● WHAT THE TASK ASKS: Each line of the data below must be given again exactly as written.

● MATERIAL TO PROCESS:
++++++++++

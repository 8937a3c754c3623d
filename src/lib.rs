//! Block Dash - a canvas dodge-and-dash arcade game
//!
//! Core modules:
//! - `sim`: Per-frame simulation (entities, collisions, levels)
//! - `game`: Session lifecycle, game-over and replay handling
//! - `leaderboard`: Ranked, persisted session results
//! - `persistence`: Key-value storage backends
//! - `renderer`: Draw-surface abstraction
//! - `platform`: Clock and frame scheduling
//! - `settings`: Data-driven game tuning

pub mod error;
pub mod game;
pub mod input;
pub mod leaderboard;
pub mod persistence;
pub mod platform;
pub mod renderer;
pub mod settings;
pub mod sim;

pub use error::{GameError, GameResult};
pub use game::{FrameOutcome, Game, GameSummary, Phase};
pub use input::{DirectionFlags, InputState};
pub use leaderboard::{Leaderboard, LeaderboardEntry};
pub use settings::Settings;

/// Game configuration constants
///
/// These are the defaults behind [`Settings`]; gameplay code reads the
/// settings, never these directly.
pub mod consts {
    /// Fixed simulation timestep (one animation frame at 60 Hz)
    pub const SIM_DT: f32 = 1.0 / 60.0;
    /// Maximum substeps per animation frame to prevent spiral of death
    pub const MAX_SUBSTEPS: u32 = 4;

    /// Canvas dimensions
    pub const CANVAS_WIDTH: f32 = 800.0;
    pub const CANVAS_HEIGHT: f32 = 400.0;

    /// Avatar defaults
    pub const AVATAR_SIZE: f32 = 20.0;
    pub const AVATAR_START: (f32, f32) = (50.0, 300.0);
    /// Distance moved per frame for each held direction
    pub const AVATAR_STEP: f32 = 5.0;

    /// Enemy defaults
    pub const ENEMY_SIZE: f32 = 20.0;
    pub const ENEMY_START: (f32, f32) = (750.0, 300.0);

    /// Block defaults
    pub const BLOCK_COUNT: usize = 5;
    pub const BLOCK_WIDTH: f32 = 50.0;
    pub const BLOCK_HEIGHT: f32 = 20.0;

    /// Difficulty curve: speed = BASE + SPEED_INCREMENT * (level - 1)
    pub const BASE_BLOCK_SPEED: f32 = 2.0;
    pub const BASE_ENEMY_SPEED: f32 = 2.0;
    pub const SPEED_INCREMENT: f32 = 0.5;

    /// Number of leaderboard rows shown
    pub const LEADERBOARD_DISPLAY: usize = 5;
}

/// Linear difficulty curve shared by block and enemy speeds
#[inline]
pub fn speed_for_level(base: f32, increment: f32, level: u32) -> f32 {
    base + increment * level.saturating_sub(1) as f32
}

++++++++++

● RESULT FOR THIS TASK:
repository 8937a3c754c3623d
filename src/lib.rs
//! Block Dash - a canvas dodge-and-dash arcade game
//!
//! Core modules:
//! - `sim`: Per-frame simulation (entities, collisions, levels)
//! - `game`: Session lifecycle, game-over and replay handling
//! - `leaderboard`: Ranked, persisted session results
//! - `persistence`: Key-value storage backends
//! - `renderer`: Draw-surface abstraction
//! - `platform`: Clock and frame scheduling
//! - `settings`: Data-driven game tuning

pub mod error;
pub mod game;
pub mod input;
pub mod leaderboard;
pub mod persistence;
pub mod platform;
pub mod renderer;
pub mod settings;
pub mod sim;

pub use error::{GameError, GameResult};
pub use game::{FrameOutcome, Game, GameSummary, Phase};
pub use input::{DirectionFlags, InputState};
pub use leaderboard::{Leaderboard, LeaderboardEntry};
pub use settings::Settings;

/// Game configuration constants
///
/// These are the defaults behind [`Settings`]; gameplay code reads the
/// settings, never these directly.
pub mod consts {
    /// Fixed simulation timestep (one animation frame at 60 Hz)
    pub const SIM_DT: f32 = 1.0 / 60.0;
    /// Maximum substeps per animation frame to prevent spiral of death
    pub const MAX_SUBSTEPS: u32 = 4;

    /// Canvas dimensions
    pub const CANVAS_WIDTH: f32 = 800.0;
    pub const CANVAS_HEIGHT: f32 = 400.0;

    /// Avatar defaults
    pub const AVATAR_SIZE: f32 = 20.0;
    pub const AVATAR_START: (f32, f32) = (50.0, 300.0);
    /// Distance moved per frame for each held direction
    pub const AVATAR_STEP: f32 = 5.0;

    /// Enemy defaults
    pub const ENEMY_SIZE: f32 = 20.0;
    pub const ENEMY_START: (f32, f32) = (750.0, 300.0);

    /// Block defaults
    pub const BLOCK_COUNT: usize = 5;
    pub const BLOCK_WIDTH: f32 = 50.0;
    pub const BLOCK_HEIGHT: f32 = 20.0;

    /// Difficulty curve: speed = BASE + SPEED_INCREMENT * (level - 1)
    pub const BASE_BLOCK_SPEED: f32 = 2.0;
    pub const BASE_ENEMY_SPEED: f32 = 2.0;
    pub const SPEED_INCREMENT: f32 = 0.5;

    /// Number of leaderboard rows shown
    pub const LEADERBOARD_DISPLAY: usize = 5;
}

/// Linear difficulty curve shared by block and enemy speeds
#[inline]
pub fn speed_for_level(base: f32, increment: f32, level: u32) -> f32 {
    base + increment * level.saturating_sub(1) as f32
}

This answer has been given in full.